About 80 of the building’s units would be affordable to people making under 50% of the area median income, which translates to monthly rents around $1,250.
The height of the 160-foot J-shaped building has been lowered by just 2 feet, and the biggest change in design affects the building’s south wing, which faces a row of single-family homes along Fremont Avenue. The top 10 stories of that wing have been lopped off to improve “stepping toward the neighborhood,” according to LOCAL.
The Minneapolis Planning Commission gave feedback on the proposed project during a Sept. 24 committee meeting.
Commissioners said they were enthusiastic about the possibility of a high-density project near Lake & Hennepin — a location close to grocery stores, the Greenway and multiple transit options. But they expressed concerns about the building’s massing feeling “a little overwhelming in context” and voiced a desire to “break up the facade on Lake Street.”
An analysis conducted by LOCAL shows that while the building would cast shadows all the way across Lake Street nearly year round, few shadows would be cast into the residential neighborhood south of the building.
Planning Commissioner Sam Rockwell suggested a two-tower design could make the building less imposing for pedestrians in the Uptown commercial district.
“I think Lake Street needs to feel walkable, and it’s not just about the retail frontage on your building,” he told the developers. “It’s also about being able to get some sunlight to the other side of the street.”
Commissioners also requested more affordable units, the elimination of a protruding cornice, the addition of public artworks and the installation of a rooftop rain garden or solar panel array.
The building’s parking garage would be accessed via Girard Avenue, and commissioners sought more details about how that would affect the pedestrian experience. City staff are concerned that over 75 feet of the street frontage would be dedicated to parking and loading. Commissioner Alissa Luepke-Pier, however, said she’s not too bothered because that stretch of Girard, now used to access parking for the shopping mall, already feels like a “service alley.”

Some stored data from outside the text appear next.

//! Newtype IDs for type-safe backend references.
//!
//! Numeric backend identifiers use the `define_id!` macro so address,
//! shipping-method, product and seller IDs cannot be mixed up. Identifiers
//! the backend treats as opaque strings (guest IDs, cart groups, order
//! references) get their own string newtypes.

use core::fmt;

use serde::{Deserialize, Serialize};

/// Macro to define a type-safe numeric ID wrapper.
///
/// Creates a newtype wrapper around `i64` with:
/// - `Serialize`/`Deserialize` with `#[serde(transparent)]`
/// - `Debug`, `Clone`, `Copy`, `PartialEq`, `Eq`, `PartialOrd`, `Ord`, `Hash`
/// - Conversion methods: `new()`, `as_i64()`
/// - `From<i64>` and `Into<i64>` implementations
///
/// # Example
///
/// ```rust
/// # use awis_core::define_id;
/// define_id!(WidgetId);
/// define_id!(GadgetId);
///
/// let widget = WidgetId::new(1);
/// let gadget = GadgetId::new(1);
///
/// // These are different types, so this won't compile:
/// // let _: WidgetId = gadget;
/// # let _ = (widget, gadget);
/// ```
#[macro_export]
macro_rules! define_id {
    ($name:ident) => {
        #[derive(
            Debug,
            Clone,
            Copy,
            PartialEq,
            Eq,
            PartialOrd,
            Ord,
            Hash,
            ::serde::Serialize,
            ::serde::Deserialize
        )]
        #[serde(transparent)]
        pub struct $name(i64);

        impl $name {
            /// Create a new ID from an i64 value.
            #[must_use]
            pub const fn new(id: i64) -> Self {
                Self(id)
            }

            /// Get the underlying i64 value.
            #[must_use]
            pub const fn as_i64(&self) -> i64 {
                self.0
            }
        }

        impl ::core::fmt::Display for $name {
            fn fmt(&self, f: &mut ::core::fmt::Formatter<'_>) -> ::core::fmt::Result {
                write!(f, "{}", self.0)
            }
        }

        impl From<i64> for $name {
            fn from(id: i64) -> Self {
                Self(id)
            }
        }

        impl From<$name> for i64 {
            fn from(id: $name) -> Self {
                id.0
            }
        }
    };
}

define_id!(AddressId);
define_id!(ShippingMethodId);
define_id!(ProductId);
define_id!(SellerId);

/// Anonymous visitor identifier issued by the backend.
///
/// Created once per browser session and never mutated afterwards. The
/// backend returns it as a number, but it is only ever echoed back, so it is
/// kept as an opaque string.
#[derive(Debug, Clone, PartialEq, Eq, Hash, Serialize, Deserialize)]
#[serde(transparent)]
pub struct GuestId(String);

impl GuestId {
    /// Wrap a backend-issued guest identifier.
    #[must_use]
    pub fn new(id: impl Into<String>) -> Self {
        Self(id.into())
    }

    #[must_use]
    pub fn as_str(&self) -> &str {
        &self.0
    }
}

impl fmt::Display for GuestId {
    fn fmt(&self, f: &mut fmt::Formatter<'_>) -> fmt::Result {
        f.write_str(&self.0)
    }
}

/// Backend grouping of cart lines (one group per seller).
#[derive(Debug, Clone, PartialEq, Eq, Hash, Serialize, Deserialize)]
#[serde(transparent)]
pub struct CartGroupId(String);

impl CartGroupId {
    /// Sentinel used when the backend cart carries no group.
    pub const DEFAULT: &'static str = "default";

    #[must_use]
    pub fn new(id: impl Into<String>) -> Self {
        Self(id.into())
    }

    /// The fallback group used when the backend omits one.
    #[must_use]
    pub fn fallback() -> Self {
        Self(Self::DEFAULT.to_string())
    }

    #[must_use]
    pub fn as_str(&self) -> &str {
        &self.0
    }
}

impl fmt::Display for CartGroupId {
    fn fmt(&self, f: &mut fmt::Formatter<'_>) -> fmt::Result {
        f.write_str(&self.0)
    }
}

/// Order reference shown on the confirmation page.
///
/// Usually the numeric order id, but may be the literal `COD_SUCCESS` when
/// the backend accepted the order without returning an id.
#[derive(Debug, Clone, PartialEq, Eq, Hash, Serialize, Deserialize)]
#[serde(transparent)]
pub struct OrderReference(String);

impl OrderReference {
    /// Placeholder used when a cash-on-delivery order returns no id.
    pub const COD_PLACEHOLDER: &'static str = "COD_SUCCESS";

    #[must_use]
    pub fn new(reference: impl Into<String>) -> Self {
        Self(reference.into())
    }

    #[must_use]
    pub fn cod_placeholder() -> Self {
        Self(Self::COD_PLACEHOLDER.to_string())
    }

    #[must_use]
    pub fn as_str(&self) -> &str {
        &self.0
    }
}

impl fmt::Display for OrderReference {
    fn fmt(&self, f: &mut fmt::Formatter<'_>) -> fmt::Result {
        f.write_str(&self.0)
    }
}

Current plans for the apartment building call for 145 studios, 108 one-bedrooms, 127 two-bedrooms and 22 four-bedrooms. There is one level of underground parking and three levels of above-ground parking, which are mostly concealed from exterior view by wraparound units.
The building would require a conditional-use permit for height, since the Minneapolis 2040 plan calls for developments of between two and 10 stories on the site. It would also require a variance to increase the floor area ratio from 4.05 to 7.21.
LOCAL Ventures plans to conduct a traffic study and an environmental review. The company hopes to start construction next spring and open the building to tenants in 2023.